BEGIN Given data

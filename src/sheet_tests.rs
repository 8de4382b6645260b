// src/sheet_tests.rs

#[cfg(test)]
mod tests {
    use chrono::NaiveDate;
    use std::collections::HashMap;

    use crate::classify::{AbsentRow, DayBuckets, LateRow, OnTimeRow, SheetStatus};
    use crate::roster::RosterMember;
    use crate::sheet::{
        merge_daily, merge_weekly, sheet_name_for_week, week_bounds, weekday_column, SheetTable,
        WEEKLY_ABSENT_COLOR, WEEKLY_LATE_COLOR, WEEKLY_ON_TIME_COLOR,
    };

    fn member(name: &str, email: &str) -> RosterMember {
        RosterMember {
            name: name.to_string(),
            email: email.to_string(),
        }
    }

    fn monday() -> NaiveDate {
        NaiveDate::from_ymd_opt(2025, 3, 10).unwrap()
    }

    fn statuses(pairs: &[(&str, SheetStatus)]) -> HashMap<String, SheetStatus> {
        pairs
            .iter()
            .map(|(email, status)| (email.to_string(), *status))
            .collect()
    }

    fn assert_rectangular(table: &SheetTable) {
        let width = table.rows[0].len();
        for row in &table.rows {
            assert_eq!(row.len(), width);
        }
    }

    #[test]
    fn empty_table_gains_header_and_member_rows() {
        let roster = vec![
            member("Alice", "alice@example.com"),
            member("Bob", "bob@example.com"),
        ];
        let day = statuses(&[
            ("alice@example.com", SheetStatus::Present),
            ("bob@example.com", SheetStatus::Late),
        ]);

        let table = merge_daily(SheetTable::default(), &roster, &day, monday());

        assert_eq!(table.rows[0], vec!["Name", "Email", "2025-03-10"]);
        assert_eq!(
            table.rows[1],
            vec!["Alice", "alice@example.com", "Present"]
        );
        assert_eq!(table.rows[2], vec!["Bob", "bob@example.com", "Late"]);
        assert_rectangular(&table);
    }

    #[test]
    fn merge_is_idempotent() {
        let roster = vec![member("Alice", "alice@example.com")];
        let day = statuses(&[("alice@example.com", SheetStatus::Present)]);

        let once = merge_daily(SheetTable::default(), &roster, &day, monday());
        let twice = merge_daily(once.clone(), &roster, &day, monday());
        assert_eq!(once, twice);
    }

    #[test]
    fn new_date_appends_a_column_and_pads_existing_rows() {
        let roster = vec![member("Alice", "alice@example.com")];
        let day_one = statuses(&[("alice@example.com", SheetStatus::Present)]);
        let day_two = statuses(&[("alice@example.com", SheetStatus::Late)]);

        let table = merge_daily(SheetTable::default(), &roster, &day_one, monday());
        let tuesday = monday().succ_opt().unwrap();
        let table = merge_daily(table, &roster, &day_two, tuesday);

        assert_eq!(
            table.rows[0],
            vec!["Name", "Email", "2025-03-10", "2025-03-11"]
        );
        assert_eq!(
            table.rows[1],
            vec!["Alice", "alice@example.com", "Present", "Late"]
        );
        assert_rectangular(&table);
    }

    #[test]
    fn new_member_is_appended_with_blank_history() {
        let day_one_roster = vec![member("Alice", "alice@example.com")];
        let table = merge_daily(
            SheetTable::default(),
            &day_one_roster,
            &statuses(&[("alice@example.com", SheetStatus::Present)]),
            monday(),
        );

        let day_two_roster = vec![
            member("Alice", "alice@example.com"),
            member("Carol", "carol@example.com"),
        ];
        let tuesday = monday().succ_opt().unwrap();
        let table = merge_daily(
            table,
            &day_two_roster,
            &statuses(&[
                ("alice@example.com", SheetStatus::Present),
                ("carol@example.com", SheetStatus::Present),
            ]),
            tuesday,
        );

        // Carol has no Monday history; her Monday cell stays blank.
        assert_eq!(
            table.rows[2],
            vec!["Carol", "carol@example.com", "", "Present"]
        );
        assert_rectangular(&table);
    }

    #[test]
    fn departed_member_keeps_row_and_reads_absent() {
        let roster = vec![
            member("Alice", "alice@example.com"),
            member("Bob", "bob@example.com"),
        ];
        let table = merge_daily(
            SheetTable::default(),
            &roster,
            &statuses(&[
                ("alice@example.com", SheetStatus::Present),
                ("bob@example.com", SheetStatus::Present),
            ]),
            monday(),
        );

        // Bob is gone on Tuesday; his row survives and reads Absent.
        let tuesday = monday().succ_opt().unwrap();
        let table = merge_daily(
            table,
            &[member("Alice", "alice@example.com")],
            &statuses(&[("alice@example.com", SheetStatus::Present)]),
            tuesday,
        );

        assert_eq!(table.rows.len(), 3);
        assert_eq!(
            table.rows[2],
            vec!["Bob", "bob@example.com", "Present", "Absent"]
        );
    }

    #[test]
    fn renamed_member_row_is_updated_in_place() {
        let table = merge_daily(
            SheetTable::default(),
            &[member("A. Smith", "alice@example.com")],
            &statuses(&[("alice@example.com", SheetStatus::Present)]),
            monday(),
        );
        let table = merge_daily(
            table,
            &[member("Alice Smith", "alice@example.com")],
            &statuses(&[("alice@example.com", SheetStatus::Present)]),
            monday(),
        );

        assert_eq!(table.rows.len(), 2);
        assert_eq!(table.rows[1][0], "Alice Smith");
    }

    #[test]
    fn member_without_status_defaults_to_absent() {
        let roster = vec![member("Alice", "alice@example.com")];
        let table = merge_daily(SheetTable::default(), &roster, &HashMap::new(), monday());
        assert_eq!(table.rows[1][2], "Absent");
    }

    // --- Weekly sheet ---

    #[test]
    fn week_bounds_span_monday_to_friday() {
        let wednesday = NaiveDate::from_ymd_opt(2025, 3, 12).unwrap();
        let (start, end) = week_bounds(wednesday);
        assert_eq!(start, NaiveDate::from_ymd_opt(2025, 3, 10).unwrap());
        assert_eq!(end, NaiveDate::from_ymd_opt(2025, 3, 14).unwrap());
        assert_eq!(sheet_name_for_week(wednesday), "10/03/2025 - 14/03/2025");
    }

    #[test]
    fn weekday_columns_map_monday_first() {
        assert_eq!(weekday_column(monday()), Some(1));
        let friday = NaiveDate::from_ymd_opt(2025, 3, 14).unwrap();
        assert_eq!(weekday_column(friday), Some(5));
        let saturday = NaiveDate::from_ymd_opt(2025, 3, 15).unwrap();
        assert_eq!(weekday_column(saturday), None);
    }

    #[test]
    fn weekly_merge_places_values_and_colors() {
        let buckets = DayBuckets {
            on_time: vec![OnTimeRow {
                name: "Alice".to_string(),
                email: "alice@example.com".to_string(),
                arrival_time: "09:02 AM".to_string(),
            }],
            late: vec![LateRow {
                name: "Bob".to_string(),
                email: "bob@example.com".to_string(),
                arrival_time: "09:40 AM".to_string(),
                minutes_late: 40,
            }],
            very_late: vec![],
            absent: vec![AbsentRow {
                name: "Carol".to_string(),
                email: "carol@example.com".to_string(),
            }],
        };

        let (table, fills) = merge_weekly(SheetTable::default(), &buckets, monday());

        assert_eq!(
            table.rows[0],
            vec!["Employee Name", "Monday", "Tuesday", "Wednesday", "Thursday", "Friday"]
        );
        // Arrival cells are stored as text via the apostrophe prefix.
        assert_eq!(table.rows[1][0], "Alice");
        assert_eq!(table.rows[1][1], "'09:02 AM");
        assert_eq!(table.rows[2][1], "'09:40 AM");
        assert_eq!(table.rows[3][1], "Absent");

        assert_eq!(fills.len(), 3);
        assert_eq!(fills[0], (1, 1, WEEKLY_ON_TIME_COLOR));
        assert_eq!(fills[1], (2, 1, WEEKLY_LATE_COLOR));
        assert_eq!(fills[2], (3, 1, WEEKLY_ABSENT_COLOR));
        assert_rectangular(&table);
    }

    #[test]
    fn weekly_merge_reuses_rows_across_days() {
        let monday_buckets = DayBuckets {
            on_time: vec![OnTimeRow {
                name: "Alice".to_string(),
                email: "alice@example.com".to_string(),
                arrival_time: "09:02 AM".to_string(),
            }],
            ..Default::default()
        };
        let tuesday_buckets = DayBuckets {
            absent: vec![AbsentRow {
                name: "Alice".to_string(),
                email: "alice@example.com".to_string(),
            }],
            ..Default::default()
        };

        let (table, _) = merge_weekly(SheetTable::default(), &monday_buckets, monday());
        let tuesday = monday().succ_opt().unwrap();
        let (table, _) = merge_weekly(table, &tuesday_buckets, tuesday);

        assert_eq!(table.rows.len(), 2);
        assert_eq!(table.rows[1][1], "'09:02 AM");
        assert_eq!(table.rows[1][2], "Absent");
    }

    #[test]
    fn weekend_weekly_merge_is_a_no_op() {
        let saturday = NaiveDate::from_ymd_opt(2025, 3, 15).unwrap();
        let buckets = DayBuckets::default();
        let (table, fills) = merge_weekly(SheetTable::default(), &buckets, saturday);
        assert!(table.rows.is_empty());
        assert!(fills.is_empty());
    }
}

END Given data
BEGIN Given data

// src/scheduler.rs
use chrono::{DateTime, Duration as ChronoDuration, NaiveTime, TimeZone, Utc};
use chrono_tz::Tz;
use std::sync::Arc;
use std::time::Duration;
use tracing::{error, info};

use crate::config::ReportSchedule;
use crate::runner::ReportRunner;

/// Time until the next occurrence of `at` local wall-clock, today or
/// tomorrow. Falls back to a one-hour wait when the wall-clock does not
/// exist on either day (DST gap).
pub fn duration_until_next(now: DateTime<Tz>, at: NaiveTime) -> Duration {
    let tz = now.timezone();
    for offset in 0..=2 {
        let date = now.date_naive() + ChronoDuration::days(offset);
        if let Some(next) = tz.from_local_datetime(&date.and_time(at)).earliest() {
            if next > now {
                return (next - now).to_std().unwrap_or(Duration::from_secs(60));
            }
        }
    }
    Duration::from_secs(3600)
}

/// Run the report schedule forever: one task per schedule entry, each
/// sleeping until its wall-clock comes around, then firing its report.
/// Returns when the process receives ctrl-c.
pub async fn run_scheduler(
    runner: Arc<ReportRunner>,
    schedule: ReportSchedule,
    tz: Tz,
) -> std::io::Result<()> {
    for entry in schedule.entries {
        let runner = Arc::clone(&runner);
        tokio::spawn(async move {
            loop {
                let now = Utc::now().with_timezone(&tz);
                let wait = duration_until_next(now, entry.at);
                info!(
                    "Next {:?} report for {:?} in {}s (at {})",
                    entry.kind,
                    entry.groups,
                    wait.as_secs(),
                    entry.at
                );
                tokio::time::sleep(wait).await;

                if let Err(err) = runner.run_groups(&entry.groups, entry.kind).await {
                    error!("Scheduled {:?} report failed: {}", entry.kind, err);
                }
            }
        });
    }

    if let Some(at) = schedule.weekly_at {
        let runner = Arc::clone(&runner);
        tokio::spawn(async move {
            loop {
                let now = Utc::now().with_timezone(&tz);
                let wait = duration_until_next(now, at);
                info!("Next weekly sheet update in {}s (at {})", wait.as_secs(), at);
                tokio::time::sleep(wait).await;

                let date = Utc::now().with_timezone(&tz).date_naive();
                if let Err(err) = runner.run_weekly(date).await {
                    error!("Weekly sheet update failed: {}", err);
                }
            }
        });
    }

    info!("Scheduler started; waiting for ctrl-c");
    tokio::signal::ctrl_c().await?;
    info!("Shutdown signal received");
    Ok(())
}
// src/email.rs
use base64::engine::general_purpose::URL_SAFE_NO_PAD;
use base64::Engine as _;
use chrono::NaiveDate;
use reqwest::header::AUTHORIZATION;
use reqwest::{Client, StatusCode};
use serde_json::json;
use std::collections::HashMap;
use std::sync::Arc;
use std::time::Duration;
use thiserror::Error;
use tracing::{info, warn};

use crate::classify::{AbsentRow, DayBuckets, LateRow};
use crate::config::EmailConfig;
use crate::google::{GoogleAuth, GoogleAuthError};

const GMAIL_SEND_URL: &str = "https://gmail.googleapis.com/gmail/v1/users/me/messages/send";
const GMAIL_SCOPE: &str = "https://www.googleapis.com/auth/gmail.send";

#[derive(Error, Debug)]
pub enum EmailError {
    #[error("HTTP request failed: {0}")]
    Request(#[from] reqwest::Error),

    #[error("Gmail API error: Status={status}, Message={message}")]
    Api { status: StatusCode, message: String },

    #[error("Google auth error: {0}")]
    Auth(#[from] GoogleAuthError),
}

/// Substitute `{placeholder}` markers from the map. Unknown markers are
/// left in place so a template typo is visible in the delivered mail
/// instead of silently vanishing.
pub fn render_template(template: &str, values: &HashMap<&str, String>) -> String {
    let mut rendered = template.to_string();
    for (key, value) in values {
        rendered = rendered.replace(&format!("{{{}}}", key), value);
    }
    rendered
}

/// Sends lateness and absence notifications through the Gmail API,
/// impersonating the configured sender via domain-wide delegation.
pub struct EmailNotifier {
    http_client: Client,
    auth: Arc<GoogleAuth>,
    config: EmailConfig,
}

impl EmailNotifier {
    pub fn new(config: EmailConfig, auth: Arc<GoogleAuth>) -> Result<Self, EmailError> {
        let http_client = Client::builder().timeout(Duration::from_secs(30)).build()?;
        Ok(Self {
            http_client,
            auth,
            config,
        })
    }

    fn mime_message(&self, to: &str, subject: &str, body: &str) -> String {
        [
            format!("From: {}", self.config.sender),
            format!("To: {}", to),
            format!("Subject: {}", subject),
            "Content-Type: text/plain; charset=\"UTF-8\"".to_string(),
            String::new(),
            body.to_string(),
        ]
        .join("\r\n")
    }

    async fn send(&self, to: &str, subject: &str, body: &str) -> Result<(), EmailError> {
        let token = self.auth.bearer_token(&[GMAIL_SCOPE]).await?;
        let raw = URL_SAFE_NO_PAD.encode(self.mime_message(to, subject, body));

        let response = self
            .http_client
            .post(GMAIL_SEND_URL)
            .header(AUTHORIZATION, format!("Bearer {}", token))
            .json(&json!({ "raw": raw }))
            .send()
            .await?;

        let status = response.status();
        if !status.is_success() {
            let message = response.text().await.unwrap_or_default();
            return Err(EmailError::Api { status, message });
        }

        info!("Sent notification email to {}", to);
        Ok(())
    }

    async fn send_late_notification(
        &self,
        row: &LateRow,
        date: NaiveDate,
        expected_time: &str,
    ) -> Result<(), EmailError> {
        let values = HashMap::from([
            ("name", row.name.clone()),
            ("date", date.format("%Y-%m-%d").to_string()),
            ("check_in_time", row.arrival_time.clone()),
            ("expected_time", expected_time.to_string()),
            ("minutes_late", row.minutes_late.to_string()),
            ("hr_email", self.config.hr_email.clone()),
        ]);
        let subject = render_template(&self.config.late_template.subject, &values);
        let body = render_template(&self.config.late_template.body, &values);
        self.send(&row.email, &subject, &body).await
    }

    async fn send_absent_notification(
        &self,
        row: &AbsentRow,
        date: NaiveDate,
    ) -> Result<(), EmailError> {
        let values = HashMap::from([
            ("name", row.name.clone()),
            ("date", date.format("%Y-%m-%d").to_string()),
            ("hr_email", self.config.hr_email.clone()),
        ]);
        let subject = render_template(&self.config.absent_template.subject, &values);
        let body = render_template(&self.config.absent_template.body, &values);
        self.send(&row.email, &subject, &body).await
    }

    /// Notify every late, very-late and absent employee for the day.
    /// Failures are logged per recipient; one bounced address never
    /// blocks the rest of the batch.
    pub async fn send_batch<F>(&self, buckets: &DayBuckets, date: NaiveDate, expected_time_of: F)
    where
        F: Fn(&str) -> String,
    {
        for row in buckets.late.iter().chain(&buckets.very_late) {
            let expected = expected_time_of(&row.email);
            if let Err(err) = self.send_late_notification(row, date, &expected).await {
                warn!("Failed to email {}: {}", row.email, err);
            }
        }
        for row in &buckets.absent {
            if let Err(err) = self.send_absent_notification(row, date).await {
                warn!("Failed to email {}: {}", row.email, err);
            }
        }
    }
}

END Given data
BEGIN Given data

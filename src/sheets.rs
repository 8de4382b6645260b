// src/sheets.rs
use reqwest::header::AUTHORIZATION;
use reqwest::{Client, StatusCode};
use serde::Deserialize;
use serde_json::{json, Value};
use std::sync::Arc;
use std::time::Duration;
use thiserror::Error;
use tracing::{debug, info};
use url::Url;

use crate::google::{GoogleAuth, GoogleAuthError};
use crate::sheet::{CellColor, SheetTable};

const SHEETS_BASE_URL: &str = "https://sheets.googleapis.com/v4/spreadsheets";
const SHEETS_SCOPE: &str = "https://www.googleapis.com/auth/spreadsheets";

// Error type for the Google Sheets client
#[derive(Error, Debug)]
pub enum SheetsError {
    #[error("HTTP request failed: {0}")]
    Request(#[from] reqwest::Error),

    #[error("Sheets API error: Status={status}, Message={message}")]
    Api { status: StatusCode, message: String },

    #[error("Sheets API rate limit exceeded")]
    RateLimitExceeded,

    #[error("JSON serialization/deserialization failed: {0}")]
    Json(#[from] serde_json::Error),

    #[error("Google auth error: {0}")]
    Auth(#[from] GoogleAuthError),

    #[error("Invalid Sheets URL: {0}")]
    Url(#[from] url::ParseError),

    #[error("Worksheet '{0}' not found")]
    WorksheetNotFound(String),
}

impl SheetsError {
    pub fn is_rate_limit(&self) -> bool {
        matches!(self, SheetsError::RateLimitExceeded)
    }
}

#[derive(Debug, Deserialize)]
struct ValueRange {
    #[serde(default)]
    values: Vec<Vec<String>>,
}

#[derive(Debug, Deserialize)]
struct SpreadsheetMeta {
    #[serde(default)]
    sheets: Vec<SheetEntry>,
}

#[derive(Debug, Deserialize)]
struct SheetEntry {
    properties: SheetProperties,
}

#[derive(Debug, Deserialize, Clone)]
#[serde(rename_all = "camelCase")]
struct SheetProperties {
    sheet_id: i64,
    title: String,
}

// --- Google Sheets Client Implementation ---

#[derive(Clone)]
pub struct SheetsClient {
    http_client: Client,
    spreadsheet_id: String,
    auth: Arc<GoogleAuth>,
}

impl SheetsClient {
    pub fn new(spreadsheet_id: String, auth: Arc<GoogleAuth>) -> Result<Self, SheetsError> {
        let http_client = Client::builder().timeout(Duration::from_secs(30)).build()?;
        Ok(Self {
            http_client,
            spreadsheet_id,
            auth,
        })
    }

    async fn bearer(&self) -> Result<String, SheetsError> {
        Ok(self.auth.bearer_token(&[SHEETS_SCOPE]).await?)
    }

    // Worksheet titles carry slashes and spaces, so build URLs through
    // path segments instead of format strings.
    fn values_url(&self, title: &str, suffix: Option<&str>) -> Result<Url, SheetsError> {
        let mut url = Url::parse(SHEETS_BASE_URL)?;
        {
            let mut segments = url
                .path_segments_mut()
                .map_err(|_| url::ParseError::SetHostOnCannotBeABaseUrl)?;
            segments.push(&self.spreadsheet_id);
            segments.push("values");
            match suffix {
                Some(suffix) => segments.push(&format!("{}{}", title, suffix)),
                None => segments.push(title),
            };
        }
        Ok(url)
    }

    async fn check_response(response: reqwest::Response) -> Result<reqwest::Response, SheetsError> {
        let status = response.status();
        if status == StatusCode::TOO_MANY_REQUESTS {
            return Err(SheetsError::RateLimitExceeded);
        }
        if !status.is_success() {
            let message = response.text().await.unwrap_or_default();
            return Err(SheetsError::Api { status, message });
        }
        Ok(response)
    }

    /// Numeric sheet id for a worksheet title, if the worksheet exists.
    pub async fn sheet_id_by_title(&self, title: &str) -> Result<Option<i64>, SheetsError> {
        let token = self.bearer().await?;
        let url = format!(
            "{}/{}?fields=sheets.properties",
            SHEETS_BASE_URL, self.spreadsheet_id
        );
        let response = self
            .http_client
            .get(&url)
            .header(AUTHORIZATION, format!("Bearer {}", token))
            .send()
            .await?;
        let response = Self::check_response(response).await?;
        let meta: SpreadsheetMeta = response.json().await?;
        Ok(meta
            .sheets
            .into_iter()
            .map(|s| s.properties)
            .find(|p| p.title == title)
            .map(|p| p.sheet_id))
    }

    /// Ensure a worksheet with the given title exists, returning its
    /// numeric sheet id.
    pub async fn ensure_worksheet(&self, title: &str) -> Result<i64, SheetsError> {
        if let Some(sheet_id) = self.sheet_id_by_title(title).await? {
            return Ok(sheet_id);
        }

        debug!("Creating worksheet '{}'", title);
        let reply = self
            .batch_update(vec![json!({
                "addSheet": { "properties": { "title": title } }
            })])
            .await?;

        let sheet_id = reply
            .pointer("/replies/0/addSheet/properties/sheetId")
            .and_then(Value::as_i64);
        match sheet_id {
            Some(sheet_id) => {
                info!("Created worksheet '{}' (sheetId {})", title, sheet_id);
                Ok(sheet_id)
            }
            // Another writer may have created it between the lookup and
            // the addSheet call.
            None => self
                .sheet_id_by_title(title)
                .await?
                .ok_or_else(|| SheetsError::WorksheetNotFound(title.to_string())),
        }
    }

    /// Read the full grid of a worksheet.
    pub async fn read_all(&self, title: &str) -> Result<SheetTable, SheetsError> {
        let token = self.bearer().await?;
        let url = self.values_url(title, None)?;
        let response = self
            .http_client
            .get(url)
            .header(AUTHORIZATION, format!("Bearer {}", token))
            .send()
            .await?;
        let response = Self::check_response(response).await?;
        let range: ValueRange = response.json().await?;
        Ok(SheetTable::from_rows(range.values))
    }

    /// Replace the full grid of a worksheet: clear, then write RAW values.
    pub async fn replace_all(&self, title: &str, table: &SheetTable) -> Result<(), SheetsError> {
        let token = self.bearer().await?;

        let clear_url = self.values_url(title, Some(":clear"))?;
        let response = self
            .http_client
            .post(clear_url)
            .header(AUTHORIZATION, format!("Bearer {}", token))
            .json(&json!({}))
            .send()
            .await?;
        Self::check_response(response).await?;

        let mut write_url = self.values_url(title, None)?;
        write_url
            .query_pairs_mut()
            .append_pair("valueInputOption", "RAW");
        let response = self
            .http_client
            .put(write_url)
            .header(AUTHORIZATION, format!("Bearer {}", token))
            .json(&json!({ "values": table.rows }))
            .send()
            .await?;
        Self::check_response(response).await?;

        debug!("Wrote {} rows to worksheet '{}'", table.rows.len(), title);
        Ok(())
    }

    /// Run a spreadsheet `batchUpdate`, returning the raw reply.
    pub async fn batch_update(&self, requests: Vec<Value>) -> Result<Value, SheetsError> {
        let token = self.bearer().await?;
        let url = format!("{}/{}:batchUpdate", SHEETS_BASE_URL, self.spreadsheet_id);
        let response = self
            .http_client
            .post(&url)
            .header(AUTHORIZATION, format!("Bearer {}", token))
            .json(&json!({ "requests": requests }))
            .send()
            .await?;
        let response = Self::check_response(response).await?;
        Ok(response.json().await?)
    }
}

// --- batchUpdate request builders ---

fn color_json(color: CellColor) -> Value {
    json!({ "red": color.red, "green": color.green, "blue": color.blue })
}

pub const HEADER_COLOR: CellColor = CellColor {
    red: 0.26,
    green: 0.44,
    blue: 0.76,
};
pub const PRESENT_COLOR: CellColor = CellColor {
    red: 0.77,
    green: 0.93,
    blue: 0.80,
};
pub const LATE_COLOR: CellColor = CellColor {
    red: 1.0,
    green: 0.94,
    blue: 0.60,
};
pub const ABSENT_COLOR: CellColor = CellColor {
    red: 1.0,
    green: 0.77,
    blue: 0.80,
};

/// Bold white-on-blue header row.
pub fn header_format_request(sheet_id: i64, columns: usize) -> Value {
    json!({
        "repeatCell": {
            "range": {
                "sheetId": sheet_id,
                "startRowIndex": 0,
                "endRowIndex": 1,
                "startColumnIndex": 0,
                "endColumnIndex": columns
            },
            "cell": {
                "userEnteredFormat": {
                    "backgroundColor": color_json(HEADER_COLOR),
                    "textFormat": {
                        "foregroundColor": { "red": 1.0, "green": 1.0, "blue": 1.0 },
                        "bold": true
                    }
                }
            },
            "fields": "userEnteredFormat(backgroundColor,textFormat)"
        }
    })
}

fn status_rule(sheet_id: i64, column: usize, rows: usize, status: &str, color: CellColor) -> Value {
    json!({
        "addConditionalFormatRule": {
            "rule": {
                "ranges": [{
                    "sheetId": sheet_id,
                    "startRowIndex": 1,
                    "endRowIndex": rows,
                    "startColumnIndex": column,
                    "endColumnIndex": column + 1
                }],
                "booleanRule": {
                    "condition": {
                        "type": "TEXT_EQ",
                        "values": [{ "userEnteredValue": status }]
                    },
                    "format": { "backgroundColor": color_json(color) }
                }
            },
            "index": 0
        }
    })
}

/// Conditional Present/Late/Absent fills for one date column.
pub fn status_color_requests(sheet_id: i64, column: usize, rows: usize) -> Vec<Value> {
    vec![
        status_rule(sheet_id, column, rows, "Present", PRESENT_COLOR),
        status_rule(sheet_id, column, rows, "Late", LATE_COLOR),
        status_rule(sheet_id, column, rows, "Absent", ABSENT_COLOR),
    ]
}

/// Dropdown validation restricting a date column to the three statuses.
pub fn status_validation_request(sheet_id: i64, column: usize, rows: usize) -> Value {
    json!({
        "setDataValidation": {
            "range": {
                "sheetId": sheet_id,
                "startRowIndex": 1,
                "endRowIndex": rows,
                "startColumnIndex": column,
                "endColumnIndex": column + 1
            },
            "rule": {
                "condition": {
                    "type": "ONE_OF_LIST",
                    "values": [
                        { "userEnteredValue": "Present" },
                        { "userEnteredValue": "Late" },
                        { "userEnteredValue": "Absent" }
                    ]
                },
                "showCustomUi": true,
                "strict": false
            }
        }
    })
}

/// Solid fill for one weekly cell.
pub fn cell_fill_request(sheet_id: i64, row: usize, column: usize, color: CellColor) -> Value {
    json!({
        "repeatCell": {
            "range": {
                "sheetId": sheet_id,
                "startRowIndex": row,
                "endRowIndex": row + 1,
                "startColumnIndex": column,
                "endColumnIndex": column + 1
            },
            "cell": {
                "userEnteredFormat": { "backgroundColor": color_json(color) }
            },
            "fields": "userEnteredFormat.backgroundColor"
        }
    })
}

END Given data

All lines in the entries above that hold the word "offset" need to be copied.

    for offset in 0..=2 {
        let date = now.date_naive() + ChronoDuration::days(offset);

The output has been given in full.